REQUIRED ACTION
The data should be restated word for word, in full.

START SUPPLIED DATA

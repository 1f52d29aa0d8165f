//! Fixed-rate game loop.
//!
//! One iteration: wait for the next tick while collecting input, run the
//! frame, present it. The [`Frontend`] is the only boundary to the outside
//! world, so the loop runs the same against a real terminal or a script.

use crate::game::{LoopControl, Session};
use crate::input::InputEvent;
use std::io;
use std::time::{Duration, Instant};

/// Output and input collaborator for the loop.
pub trait Frontend {
    /// Block until `timeout` has passed, returning every input that arrived
    /// meanwhile (in order). This is the loop's single yield point.
    fn wait_for_tick(&mut self, timeout: Duration) -> io::Result<Vec<InputEvent>>;

    /// Draw the session as it stands after the frame's update.
    fn present(&mut self, session: &Session) -> io::Result<()>;
}

/// Tracks the next frame deadline and measures frame time.
#[derive(Debug, Clone)]
pub struct FramePacer {
    frame_duration: Duration,
    last_tick: Instant,
}

impl FramePacer {
    pub fn new(fps: u32) -> Self {
        Self::starting_at(fps, Instant::now())
    }

    pub fn starting_at(fps: u32, now: Instant) -> Self {
        Self {
            frame_duration: Duration::from_secs(1) / fps.max(1),
            last_tick: now,
        }
    }

    pub fn frame_duration(&self) -> Duration {
        self.frame_duration
    }

    /// Time left before the next frame is due (zero if already late).
    pub fn until_next_frame(&self) -> Duration {
        self.until_next_frame_at(Instant::now())
    }

    pub fn until_next_frame_at(&self, now: Instant) -> Duration {
        (self.last_tick + self.frame_duration).saturating_duration_since(now)
    }

    /// Mark a frame boundary; returns seconds since the previous one.
    pub fn tick(&mut self) -> f64 {
        self.tick_at(Instant::now())
    }

    pub fn tick_at(&mut self, now: Instant) -> f64 {
        let dt = now.saturating_duration_since(self.last_tick);
        self.last_tick = now;
        dt.as_secs_f64()
    }
}

/// Run frames until a quit request has been processed and presented.
/// Returns the number of frames run.
pub fn run<F: Frontend>(session: &mut Session, frontend: &mut F, fps: u32) -> io::Result<u64> {
    let mut pacer = FramePacer::new(fps);
    let mut frames = 0;

    // First frame goes up before we wait for anything.
    frontend.present(session)?;

    loop {
        let inputs = frontend.wait_for_tick(pacer.until_next_frame())?;
        let dt = pacer.tick();

        let report = session.run_frame(&inputs, dt);
        frames += 1;

        frontend.present(session)?;

        if report.control == LoopControl::Quit {
            tracing::info!(frames, "frame loop finished");
            return Ok(frames);
        }
    }
}

#[cfg(test)]
mod tests {
    use super::*;

    #[test]
    fn test_frame_duration_60fps() {
        let pacer = FramePacer::new(60);
        assert_eq!(pacer.frame_duration(), Duration::from_secs(1) / 60);
    }

    #[test]
    fn test_zero_fps_does_not_divide_by_zero() {
        let pacer = FramePacer::new(0);
        assert_eq!(pacer.frame_duration(), Duration::from_secs(1));
    }

    #[test]
    fn test_until_next_frame_counts_down() {
        let start = Instant::now();
        let pacer = FramePacer::starting_at(50, start);

        assert_eq!(pacer.until_next_frame_at(start), Duration::from_millis(20));
        assert_eq!(
            pacer.until_next_frame_at(start + Duration::from_millis(15)),
            Duration::from_millis(5)
        );
        assert_eq!(
            pacer.until_next_frame_at(start + Duration::from_millis(40)),
            Duration::ZERO
        );
    }

    #[test]
    fn test_tick_measures_elapsed() {
        let start = Instant::now();
        let mut pacer = FramePacer::starting_at(60, start);

        let dt = pacer.tick_at(start + Duration::from_millis(25));
        assert!((dt - 0.025).abs() < 1e-9);

        let dt = pacer.tick_at(start + Duration::from_millis(35));
        assert!((dt - 0.010).abs() < 1e-9);
    }

    #[test]
    fn test_tick_resets_deadline() {
        let start = Instant::now();
        let mut pacer = FramePacer::starting_at(50, start);
        let later = start + Duration::from_millis(30);

        pacer.tick_at(later);

        assert_eq!(pacer.until_next_frame_at(later), Duration::from_millis(20));
    }
}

END SUPPLIED DATA

RESPONSE TO THIS TASK
repository 1f52d29aa0d8165f
//! Fixed-rate game loop.
//!
//! One iteration: wait for the next tick while collecting input, run the
//! frame, present it. The [`Frontend`] is the only boundary to the outside
//! world, so the loop runs the same against a real terminal or a script.

use crate::game::{LoopControl, Session};
use crate::input::InputEvent;
use std::io;
use std::time::{Duration, Instant};

/// Output and input collaborator for the loop.
pub trait Frontend {
    /// Block until `timeout` has passed, returning every input that arrived
    /// meanwhile (in order). This is the loop's single yield point.
    fn wait_for_tick(&mut self, timeout: Duration) -> io::Result<Vec<InputEvent>>;

    /// Draw the session as it stands after the frame's update.
    fn present(&mut self, session: &Session) -> io::Result<()>;
}

/// Tracks the next frame deadline and measures frame time.
#[derive(Debug, Clone)]
pub struct FramePacer {
    frame_duration: Duration,
    last_tick: Instant,
}

impl FramePacer {
    pub fn new(fps: u32) -> Self {
        Self::starting_at(fps, Instant::now())
    }

    pub fn starting_at(fps: u32, now: Instant) -> Self {
        Self {
            frame_duration: Duration::from_secs(1) / fps.max(1),
            last_tick: now,
        }
    }

    pub fn frame_duration(&self) -> Duration {
        self.frame_duration
    }

    /// Time left before the next frame is due (zero if already late).
    pub fn until_next_frame(&self) -> Duration {
        self.until_next_frame_at(Instant::now())
    }

    pub fn until_next_frame_at(&self, now: Instant) -> Duration {
        (self.last_tick + self.frame_duration).saturating_duration_since(now)
    }

    /// Mark a frame boundary; returns seconds since the previous one.
    pub fn tick(&mut self) -> f64 {
        self.tick_at(Instant::now())
    }

    pub fn tick_at(&mut self, now: Instant) -> f64 {
        let dt = now.saturating_duration_since(self.last_tick);
        self.last_tick = now;
        dt.as_secs_f64()
    }
}

/// Run frames until a quit request has been processed and presented.
/// Returns the number of frames run.
pub fn run<F: Frontend>(session: &mut Session, frontend: &mut F, fps: u32) -> io::Result<u64> {
    let mut pacer = FramePacer::new(fps);
    let mut frames = 0;

    // First frame goes up before we wait for anything.
    frontend.present(session)?;

    loop {
        let inputs = frontend.wait_for_tick(pacer.until_next_frame())?;
        let dt = pacer.tick();

        let report = session.run_frame(&inputs, dt);
        frames += 1;

        frontend.present(session)?;

        if report.control == LoopControl::Quit {
            tracing::info!(frames, "frame loop finished");
            return Ok(frames);
        }
    }
}

#[cfg(test)]
mod tests {
    use super::*;

    #[test]
    fn test_frame_duration_60fps() {
        let pacer = FramePacer::new(60);
        assert_eq!(pacer.frame_duration(), Duration::from_secs(1) / 60);
    }

    #[test]
    fn test_zero_fps_does_not_divide_by_zero() {
        let pacer = FramePacer::new(0);
        assert_eq!(pacer.frame_duration(), Duration::from_secs(1));
    }

    #[test]
    fn test_until_next_frame_counts_down() {
        let start = Instant::now();
        let pacer = FramePacer::starting_at(50, start);

        assert_eq!(pacer.until_next_frame_at(start), Duration::from_millis(20));
        assert_eq!(
            pacer.until_next_frame_at(start + Duration::from_millis(15)),
            Duration::from_millis(5)
        );
        assert_eq!(
            pacer.until_next_frame_at(start + Duration::from_millis(40)),
            Duration::ZERO
        );
    }

    #[test]
    fn test_tick_measures_elapsed() {
        let start = Instant::now();
        let mut pacer = FramePacer::starting_at(60, start);

        let dt = pacer.tick_at(start + Duration::from_millis(25));
        assert!((dt - 0.025).abs() < 1e-9);

        let dt = pacer.tick_at(start + Duration::from_millis(35));
        assert!((dt - 0.010).abs() < 1e-9);
    }

    #[test]
    fn test_tick_resets_deadline() {
        let start = Instant::now();
        let mut pacer = FramePacer::starting_at(50, start);
        let later = start + Duration::from_millis(30);

        pacer.tick_at(later);

        assert_eq!(pacer.until_next_frame_at(later), Duration::from_millis(20));
    }
}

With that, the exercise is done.